1. Sends pair-device IQ with random refs
2. Awaits the advSecretKey + identityPublicKey from the client's auth_qr event
3. Builds an ADVSignedDeviceIdentityHMAC with a fresh fake primary keypair
4. Pushes pair-success IQ

After pairing, the lib reconnects with IK handshake.
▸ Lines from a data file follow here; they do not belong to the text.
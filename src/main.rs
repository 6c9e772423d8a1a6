use std::io::{self, BufRead};
use std::process::ExitCode;
use std::time::Instant;

use clap::Parser;

use wordgrid::board::GridBoard;
use wordgrid::errors::LexiconError;
use wordgrid::lexicon::LexiconGraph;
use wordgrid::solver::{self, DEFAULT_MAX_WORD_LEN};

/// Grid word finder: every dictionary word traceable on a letter grid
#[derive(Parser, Debug)]
#[command(
    author,
    about,
    long_about = None,
    version = concat!(env!("CARGO_PKG_VERSION"), " (", env!("GIT_HASH"), ")")
)]
struct Cli {
    /// Path to the pre-compiled binary DAWG dictionary
    #[arg(default_value = "dictionary.dat")]
    dictionary: String,

    /// Number of board rows
    #[arg(short, long, default_value_t = 4)]
    rows: usize,

    /// Number of board columns
    #[arg(short, long, default_value_t = 4)]
    cols: usize,
}

/// Entry point of the wordgrid CLI.
///
/// Delegates to [`try_main`], catching any errors and printing them
/// in a user-friendly way before exiting with a nonzero code.
fn main() -> ExitCode {
    // Set up logging
    let debug_enabled = std::env::var("WORDGRID_DEBUG").is_ok();
    wordgrid::log::init_logger(debug_enabled);

    log::info!("Starting wordgrid solver");

    if let Err(e) = try_main() {
        // Print the error message to stderr, with detailed formatting for lexicon errors
        if let Some(lexicon_err) = e.downcast_ref::<LexiconError>() {
            eprintln!("Error: {}", lexicon_err.display_detailed());
        } else {
            eprintln!("Error: {e}");
        }
        // Exit explicitly with a nonzero code so scripts can detect failure
        ExitCode::FAILURE
    } else {
        ExitCode::SUCCESS
    }
}

/// Core application logic for the wordgrid CLI.
///
/// Steps:
/// 1. Parse CLI arguments with Clap.
/// 2. Load the binary DAWG dictionary — fatal if unreadable or malformed.
/// 3. Read one board per stdin line, solve it, print every word found.
/// 4. Print performance metrics (timings, counts) on stderr.
///
/// A board that fails validation is rejected with a message and the loop
/// continues with the next one; only lexicon and solver errors bubble up
/// to [`main`].
fn try_main() -> Result<(), Box<dyn std::error::Error>> {
    // Parse command-line arguments
    let cli = Cli::parse();

    // 1. Load the lexicon once; every board in the session shares it
    let t_load = Instant::now();
    let graph = LexiconGraph::load_from_path(&cli.dictionary)?;
    let load_secs = t_load.elapsed().as_secs_f64();
    eprintln!("Loaded {} lexicon nodes in {load_secs:.3}s.", graph.node_count());

    let mut board = GridBoard::new(cli.rows, cli.cols);

    // 2. Ask for the board and solve it. Repeat until EOF.
    println!("Enter board:");
    for line in io::stdin().lock().lines() {
        let input = line?.trim().to_ascii_uppercase();
        if input.is_empty() {
            println!("Enter board:");
            continue;
        }

        // A bad board rejects only this input; the session keeps going
        if let Err(e) = board.set_letters(&input) {
            eprintln!("Error: {}", e.display_detailed());
            println!("Enter board:");
            continue;
        }

        // 3. Solve and print each word on stdout, in collection order
        let t_solve = Instant::now();
        let words = solver::solve_board(&graph, &mut board, DEFAULT_MAX_WORD_LEN)?;
        let solve_secs = t_solve.elapsed().as_secs_f64();

        for word in &words {
            println!("{word}");
        }

        // 4. Diagnostics on stderr, away from the word list
        eprintln!("Found {} words in {solve_secs:.3}s.", words.len());
        println!();
        println!("Enter board:");
    }

    Ok(())
}
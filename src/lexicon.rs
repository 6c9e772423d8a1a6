//! `lexicon` — Module to decode and query the binary DAWG dictionary.
//!
//! The lexicon arrives as a pre-compiled binary blob (the output of an
//! offline dictionary compiler, which is not part of this crate):
//!
//! ```text
//! offset 0:  i32  nodeCount          (little-endian)
//! offset 4:  u32[nodeCount] nodes    (little-endian, packed)
//!   each packed node, LSB first:
//!     bits 0-7:   letter code
//!     bit  8:     end-of-list flag
//!     bit  9:     end-of-word flag
//!     bits 10-31: child index (0 means "no children")
//! ```
//!
//! Index 0 is a reserved sentinel and never a real letter. The compiler
//! places the root-level node for letter `c` at the fixed offset
//! `(c - 'A') + 1`, so root lookup is an offset computation rather than a
//! search. [`LexiconGraph::from_bytes`] verifies that convention (and that
//! every child pointer stays inside the table) at load time, so a blob
//! produced by an incompatible encoder fails loudly instead of silently
//! returning wrong results.
//!
//! The public API provides:
//! - `from_bytes(...)` — decode an in-memory blob; works everywhere.
//! - `load_from_path(...)` — convenience method to read from a file path.
//!
//! After loading, a `LexiconGraph` is immutable. It can safely back any
//! number of concurrent independent searches.

use std::path::Path;

use log::debug;

use crate::errors::LexiconError;

const LETTER_MASK: u32 = 0x0000_00FF;
const END_OF_LIST_MASK: u32 = 0x0000_0100;
const END_OF_WORD_MASK: u32 = 0x0000_0200;
const CHILD_INDEX_SHIFT: u32 = 10;

/// Number of root slots reserved directly after the sentinel.
const ROOT_SLOTS: usize = 26;

/// An immutable table of packed DAWG nodes plus the queries the search
/// engine needs: letter, end-of-word, first child, next sibling.
#[derive(Debug, Clone)]
pub struct LexiconGraph {
    /// Packed nodes, index 0 reserved as sentinel.
    nodes: Vec<u32>,
}

impl LexiconGraph {
    /// Decode a lexicon from raw bytes.
    ///
    /// Parses the 4-byte little-endian node count, then that many packed
    /// 4-byte nodes. Trailing bytes beyond the declared table are ignored.
    ///
    /// # Errors
    ///
    /// Returns a [`LexiconError`] if the header is truncated, the declared
    /// node count is zero or negative, the payload holds fewer nodes than
    /// declared, a root slot carries the wrong letter, or a child index
    /// points past the table.
    pub fn from_bytes(bytes: &[u8]) -> Result<Self, LexiconError> {
        let Some(header) = bytes.get(..4) else {
            return Err(LexiconError::TruncatedHeader { len: bytes.len() });
        };
        // 4-byte slice into a 4-byte array cannot fail
        let count = i32::from_le_bytes(header.try_into().expect("header is 4 bytes"));
        if count <= 0 {
            return Err(LexiconError::InvalidNodeCount { count });
        }

        let declared = count as usize;
        let payload = &bytes[4..];
        if payload.len() < declared * 4 {
            return Err(LexiconError::TruncatedNodeTable {
                declared,
                actual: payload.len() / 4,
            });
        }

        let nodes: Vec<u32> = payload
            .chunks_exact(4)
            .take(declared)
            .map(|chunk| u32::from_le_bytes(chunk.try_into().expect("chunk is 4 bytes")))
            .collect();

        let graph = Self { nodes };
        graph.validate()?;

        debug!("decoded lexicon: {} nodes", graph.node_count());
        Ok(graph)
    }

    /// Convenience method: read the blob from a file path and decode it.
    ///
    /// # Errors
    ///
    /// Returns [`LexiconError::Io`] if the file cannot be read, or any
    /// decoding error from [`Self::from_bytes`].
    pub fn load_from_path<P: AsRef<Path>>(path: P) -> Result<Self, LexiconError> {
        let path_ref = path.as_ref();

        let data = std::fs::read(path_ref).map_err(|e| {
            std::io::Error::new(
                e.kind(),
                format!("failed to read lexicon from '{}': {}", path_ref.display(), e),
            )
        })?;

        Self::from_bytes(&data)
    }

    /// Check the fixed root layout and child-pointer bounds.
    fn validate(&self) -> Result<(), LexiconError> {
        for i in 0..ROOT_SLOTS {
            let index = i + 1;
            if index >= self.nodes.len() {
                // A tiny table simply has no roots for the remaining letters;
                // those starting letters yield no words.
                break;
            }
            let expected = (b'A' + i as u8) as char;
            let found = self.letter_at(index);
            if found != expected {
                return Err(LexiconError::RootLetterMismatch { index, expected, found });
            }
        }

        for (node, &word) in self.nodes.iter().enumerate() {
            let child = (word >> CHILD_INDEX_SHIFT) as usize;
            if child >= self.nodes.len() {
                return Err(LexiconError::ChildIndexOutOfRange {
                    node,
                    child,
                    len: self.nodes.len(),
                });
            }
        }

        Ok(())
    }

    /// Total number of nodes in the table, sentinel included.
    #[must_use]
    pub fn node_count(&self) -> usize {
        self.nodes.len()
    }

    /// Index of the root-level node for `letter` — a pure offset
    /// computation relying on the fixed root layout, not a search.
    ///
    /// The returned index may lie past the end of a very small table; the
    /// caller treats that as "no words start with this letter".
    #[must_use]
    pub fn root_index_for(letter: char) -> usize {
        debug_assert!(letter.is_ascii_uppercase(), "root lookup requires A-Z, got '{letter}'");
        (letter as u8 - b'A') as usize + 1
    }

    /// The letter this node represents.
    #[must_use]
    pub fn letter_at(&self, index: usize) -> char {
        (self.nodes[index] & LETTER_MASK) as u8 as char
    }

    /// True if the prefix ending at this node is a complete word.
    #[must_use]
    pub fn is_end_of_word(&self, index: usize) -> bool {
        self.nodes[index] & END_OF_WORD_MASK != 0
    }

    fn is_end_of_list(&self, index: usize) -> bool {
        self.nodes[index] & END_OF_LIST_MASK != 0
    }

    /// Index of this node's first child, or 0 meaning "no children".
    #[must_use]
    pub fn first_child(&self, index: usize) -> usize {
        (self.nodes[index] >> CHILD_INDEX_SHIFT) as usize
    }

    /// The next node in this node's sibling list, or `None` at the end of
    /// the list. The table edge counts as end-of-list so a truncated
    /// sibling chain cannot walk out of bounds.
    #[must_use]
    pub fn next_sibling(&self, index: usize) -> Option<usize> {
        if self.is_end_of_list(index) || index + 1 >= self.nodes.len() {
            None
        } else {
            Some(index + 1)
        }
    }

    /// Walk `parent`'s child sibling chain looking for `letter`.
    ///
    /// This is the single prefix-extension primitive the search engine
    /// uses; every pruning decision reduces to this lookup failing.
    #[must_use]
    pub fn find_child_with_letter(&self, parent: usize, letter: char) -> Option<usize> {
        let mut index = self.first_child(parent);
        while index != 0 {
            if self.letter_at(index) == letter {
                return Some(index);
            }
            match self.next_sibling(index) {
                Some(next) => index = next,
                None => break,
            }
        }
        None
    }
}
Use waitForNextAuthenticatedPipeline() to capture the post-pair pipeline.

IQ coverage

Every outbound IQ the lib sends during normal operation is handled:

| IQ | Handler | State mutation | | -------------------------------------------------------------------------------- | ----------------------------- | --------------------------------------- | | abt get | abprops | Seedable via setAbProps() | | w:p / urn:xmpp:ping get | whatsapp-ping / xmpp-ping | Ack | | encrypt set | prekey-upload | Captures bundle, resets dispenser | | encrypt get <digest> | signal-digest | Returns 404 → forces upload | | encrypt set <rotate> | signed-prekey-rotate | Ack | | encrypt get <key> | prekey-fetch | Serves peer bundles from registry | | usync get | usync | Resolves device IDs from registry | | w:m set <media_conn> | media-conn | Points lib at fake HTTPS server | | w:sync:app:state set | app-state-sync | Serves patches/snapshots from providers | | w:g2 get <query> | group-metadata | Serves from group registry | | w:g2 set <create\|add\|remove\|promote\|demote\|subject\|description\|leave> | group-* | Mutates group registry | | privacy get | privacy-get | Serves settings + disallowed lists | | privacy set <privacy> | privacy-set | Mutates privacy state | | privacy set <tokens> | privacy-token-issue | Captures issued tokens | | blocklist get/set | blocklist-* | Mutates blocklist | | w:profile:picture get/set | profile-picture-* | Mutates profile picture registry | | status set | status-set | Captures latest status | | w:biz get/set | business-profile-* | Serves/captures business profiles | | md set <remove-companion-device> | remove-companion-device | Fires logout listeners | | newsletter get <my_addons> | newsletter-my-addons | Ack | | urn:xmpp:whatsapp:dirty set | dirty-bits-clear | Captures cleared bits |

Benchmarking

# Default: 1000 contacts × 2 devices, 4 groups × 500 members, 1000 msgs/scenario
npm --workspace=@zapo-js/fake-server run bench:messaging

# With CPU + heap profiling (separate process for clean lib-only profiles)
node --expose-gc --import tsx packages/fake-server/bench/messaging.bench.ts \
  --separate-process --cpu --per-scenario --heap --out-dir=./profiles

# Focused on a single scenario
ZAPO_BENCH_SCENARIOS=send_group ZAPO_BENCH_MESSAGES=2000 \
node --expose-gc --import tsx packages/fake-server/bench/messaging.bench.ts --cpu

Profiling flags

| Flag | Output | | ------------------------- | ---------------------------------------------------------------- | | --cpu | cpu-<ts>.cpuprofile (whole run) | | --heap | heap-<ts>.heaptimeline (allocation tracking) | | --snapshot | snapshot-{start,end}-<ts>.heapsnapshot | | --per-scenario | Per-scenario CPU profiles | | --snapshot-per-scenario | Per-scenario heap snapshots | | --separate-process | Forks fake server into child process for clean lib CPU profiling | | --out-dir=<path> | Output directory (default: cwd) |

Env vars

| Var | Default | Description | | ---------------------------- | ------- | ------------------------------------------------------------ | | ZAPO_BENCH_CONTACTS | 1000 | Number of contacts | | ZAPO_BENCH_CONTACT_DEVICES | 2 | Devices per contact | | ZAPO_BENCH_GROUPS | 4 | Number of groups | | ZAPO_BENCH_GROUP_MEMBERS | 500 | Members per group | | ZAPO_BENCH_MESSAGES | 1000 | Messages per scenario | | ZAPO_BENCH_SCENARIOS | all | CSV of: send_1to1, recv_1to1, send_group, recv_group | | ZAPO_BENCH_JSON | 0 | Set to 1 to print JSON results | | ZAPO_BENCH_VERBOSE | 0 | Set to 1 to forward lib warns/errors |

CLI

# Standalone server for manual testing
npm --workspace=@zapo-js/fake-server run cli -- --port 5222 --peer [email protected] --log

Test suite

npm --workspace=@zapo-js/fake-server test
# 147 tests, --test-concurrency=1

Cross-check tests drive a real WaClient against the fake server and assert on both sides (lib emits correct events, peer decrypts correctly). Unit tests validate protocol builders/parsers in isolation.